OREANDA-NEWS. December 5, 2011. Tata Steel achieved yet another milestone in its industrial history with the completion of 100 years of its Blast Furnace operations. It was on December 2, 1911 that the plant at Jamshedpur became active when the Blast Furnace was blown for the first time. Steel production commenced a few weeks later on February 16, 1912.

It has been a long and eventful journey over the last 100 years. For a plant with an initial capacity to produce 160,000 tonnes of pig iron, 100,000 tonnes of ingot steel, 70,000 tonnes of rails, beams and shapes and 20,000 tonnes of bars, hoops and rods, the Jamshedpur Works of Tata Steel has come a long way, and is well on track to becoming a 10 million tonne steel plant in a few months from now.

In the early years, the plant essentially consisted of a battery of 180 non-recovery coke ovens and 30 by-product ovens with a sulphuric acid plant and two blast furnaces, each of 350 tonnes per day capacity, and a 300-tonne hot metal mixer, four open hearth furnaces of 50-tonne capacity each, one steam engine driven 40-inch reversing blooming mill, one 28-inch reversing combination rail and structural mill with reheating furnaces and one 16-inch and two 10-inch rolling mills. In the early days, an average of 6,300 people was engaged daily at the Works by the Company and its contractors.

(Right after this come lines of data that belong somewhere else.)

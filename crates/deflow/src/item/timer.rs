use std::sync::Arc;
use std::time::Duration;

use super::{Handlers, ItemBuilder, ItemRef};
use crate::action::WorkflowAction;
use crate::decision::WorkflowDecision;
use crate::error::Result;
use crate::event::{EventType, TimerEvent};

type DelayFn = Arc<dyn Fn(&ItemRef<'_>) -> Duration + Send + Sync>;

/// Configuration of a timer item.
#[derive(Clone, Default)]
pub struct TimerSpec {
    fire_after: Duration,
    fire_after_fn: Option<DelayFn>,
    pub(crate) handlers: Handlers<TimerEvent>,
}

impl TimerSpec {
    pub(crate) fn schedule_decision(&self, item: &ItemRef<'_>) -> WorkflowDecision {
        let delay = match &self.fire_after_fn {
            Some(delay) => delay(item),
            None => self.fire_after,
        };
        WorkflowDecision::schedule_timer(item.identity(), delay)
    }
}

impl std::fmt::Debug for TimerSpec {
    fn fmt(&self, f: &mut std::fmt::Formatter<'_>) -> std::fmt::Result {
        f.debug_struct("TimerSpec")
            .field("fire_after", &self.fire_after)
            .field("computed", &self.fire_after_fn.is_some())
            .field("handlers", &self.handlers)
            .finish()
    }
}

impl ItemBuilder<TimerSpec> {
    /// Fire after a fixed delay. Timers fire immediately by default.
    pub fn fire_after(mut self, delay: Duration) -> Self {
        self.spec.fire_after = delay;
        self.spec.fire_after_fn = None;
        self
    }

    /// Compute the delay when the timer is scheduled.
    pub fn fire_after_with<F>(mut self, delay: F) -> Self
    where
        F: Fn(&ItemRef<'_>) -> Duration + Send + Sync + 'static,
    {
        self.spec.fire_after_fn = Some(Arc::new(delay));
        self
    }

    pub fn on_fired<F>(mut self, handler: F) -> Self
    where
        F: Fn(&TimerEvent, &ItemRef<'_>) -> Result<WorkflowAction> + Send + Sync + 'static,
    {
        self.spec.handlers.insert(EventType::Fired, handler);
        self
    }

    pub fn on_cancelled<F>(mut self, handler: F) -> Self
    where
        F: Fn(&TimerEvent, &ItemRef<'_>) -> Result<WorkflowAction> + Send + Sync + 'static,
    {
        self.spec.handlers.insert(EventType::Cancelled, handler);
        self
    }

    pub fn on_start_failed<F>(mut self, handler: F) -> Self
    where
        F: Fn(&TimerEvent, &ItemRef<'_>) -> Result<WorkflowAction> + Send + Sync + 'static,
    {
        self.spec.handlers.insert(EventType::StartFailed, handler);
        self
    }

    pub fn on_cancellation_failed<F>(mut self, handler: F) -> Self
    where
        F: Fn(&TimerEvent, &ItemRef<'_>) -> Result<WorkflowAction> + Send + Sync + 'static,
    {
        self.spec.handlers.insert(EventType::CancellationFailed, handler);
        self
    }
}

Even as the Jamshedpur Works – whose present capacity stands at 6.8 million tonnes per annum -- is set to become a 10 million tonne steel plant a few months from now, the philosophy of the Founder that “in a free enterprise, the community is not just another stakeholder in business, but is, in fact, the very purpose of its existence” continues to be the beacon that guides the Company in all its activities.